Flaherty also recommends being consciously grateful for the good things in life, spending time with people with whom you have a strong connection and when feeling stressed pausing to inhale slowly, holding the breath for a count of three to five, and then slowly exhaling.

She adds that this exercise is also useful for those finding it hard to drop off to sleep at night.

“Regularly doing some of these things will help quell overthinking and worrying,” she says. “Consciously deciding and committing to do something for ourselves to help our mental health actually results in better mental wellbeing. Just setting the intention is a great first step.”

Mindfulness turns up in all sorts of shapes and sizes these days. But for those who want to go back to the original modern source, Kabat-Zinn’s book Full Catastrophe Living, sets it all out in detail over a hefty 400-plus pages.

It all began in 1979 when Kabat-Zinn, with the help of his colleagues at the University of Massachusetts Medical School, pioneered an eight-week mindfulness-based stress-reduction course for patients experiencing chronic pain. In summary, they used the fundamentals of mindfulness meditation as taught by the Buddha, but without the Buddha connection to make it as secular and broadly applicable as possible.

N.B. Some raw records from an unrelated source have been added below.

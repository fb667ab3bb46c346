use crate::Error;

/// Stable integer identifiers for seat policies.
///
/// The integers are part of the record format and the batch configuration,
/// so variants may be added but never renumbered.
#[derive(Debug, Clone, Copy, PartialEq, Eq, Hash, PartialOrd, Ord)]
pub enum AiType {
    Random = 0,
    Scripted = 1,
    CheckCall = 2,
    TAG = 3,
    LAG = 4,
    MTAG = 5,
    NeuralNet = 6,
}

impl AiType {
    pub const fn all() -> &'static [Self] {
        &[
            Self::Random,
            Self::Scripted,
            Self::CheckCall,
            Self::TAG,
            Self::LAG,
            Self::MTAG,
            Self::NeuralNet,
        ]
    }
}

impl TryFrom<i32> for AiType {
    type Error = Error;
    fn try_from(tag: i32) -> Result<Self, Self::Error> {
        match tag {
            0 => Ok(Self::Random),
            1 => Ok(Self::Scripted),
            2 => Ok(Self::CheckCall),
            3 => Ok(Self::TAG),
            4 => Ok(Self::LAG),
            5 => Ok(Self::MTAG),
            6 => Ok(Self::NeuralNet),
            _ => Err(Error::InvalidPolicyTag(tag)),
        }
    }
}

impl From<AiType> for i32 {
    fn from(tag: AiType) -> Self {
        tag as i32
    }
}
impl From<AiType> for i8 {
    fn from(tag: AiType) -> Self {
        tag as i8
    }
}

impl TryFrom<&str> for AiType {
    type Error = anyhow::Error;
    fn try_from(s: &str) -> Result<Self, Self::Error> {
        match s.trim().to_uppercase().as_str() {
            "RANDOM" => Ok(Self::Random),
            "SCRIPTED" => Ok(Self::Scripted),
            "CHECKCALL" => Ok(Self::CheckCall),
            "TAG" => Ok(Self::TAG),
            "LAG" => Ok(Self::LAG),
            "MTAG" => Ok(Self::MTAG),
            "NEURALNET" | "NN" => Ok(Self::NeuralNet),
            other => Ok(Self::try_from(other.parse::<i32>()?)?),
        }
    }
}

impl std::fmt::Display for AiType {
    fn fmt(&self, f: &mut std::fmt::Formatter) -> std::fmt::Result {
        match self {
            Self::Random => write!(f, "Random"),
            Self::Scripted => write!(f, "Scripted"),
            Self::CheckCall => write!(f, "CheckCall"),
            Self::TAG => write!(f, "TAG"),
            Self::LAG => write!(f, "LAG"),
            Self::MTAG => write!(f, "MTAG"),
            Self::NeuralNet => write!(f, "NeuralNet"),
        }
    }
}

#[cfg(test)]
mod tests {
    use super::*;

    #[test]
    fn tags_are_stable() {
        for tag in AiType::all() {
            assert_eq!(AiType::try_from(i32::from(*tag)).ok(), Some(*tag));
        }
        assert_eq!(i32::from(AiType::NeuralNet), 6);
    }

    #[test]
    fn unknown_tag_is_rejected() {
        assert!(matches!(
            AiType::try_from(7),
            Err(Error::InvalidPolicyTag(7))
        ));
        assert!(matches!(
            AiType::try_from(-1),
            Err(Error::InvalidPolicyTag(-1))
        ));
    }

    #[test]
    fn names_and_numbers_parse() {
        assert_eq!(AiType::try_from("lag").ok(), Some(AiType::LAG));
        assert_eq!(AiType::try_from("6").ok(), Some(AiType::NeuralNet));
        assert!(AiType::try_from("shark").is_err());
    }
}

Kabat-Zinn believes that mindfulness is a simple route towards greater sanity and wellbeing and over the last 40 years mindfulness courses have been rolled out across the world and picked up by individuals, health services, educationalists, sportspeople, the military and the corporate sector as a way of helping people cope with stress, depression, pain and the general challenges of living in an always-on world.

Mindfulness has taken off with an estimated 18 million-plus people practising it through the Headspace app alone while a two-year study by Oxford University professor of mindfulness and psychological science, Willem Kuyken, has shown that mindfulness-based cognitive therapy can be as effective as medication in preventing relapses of depression.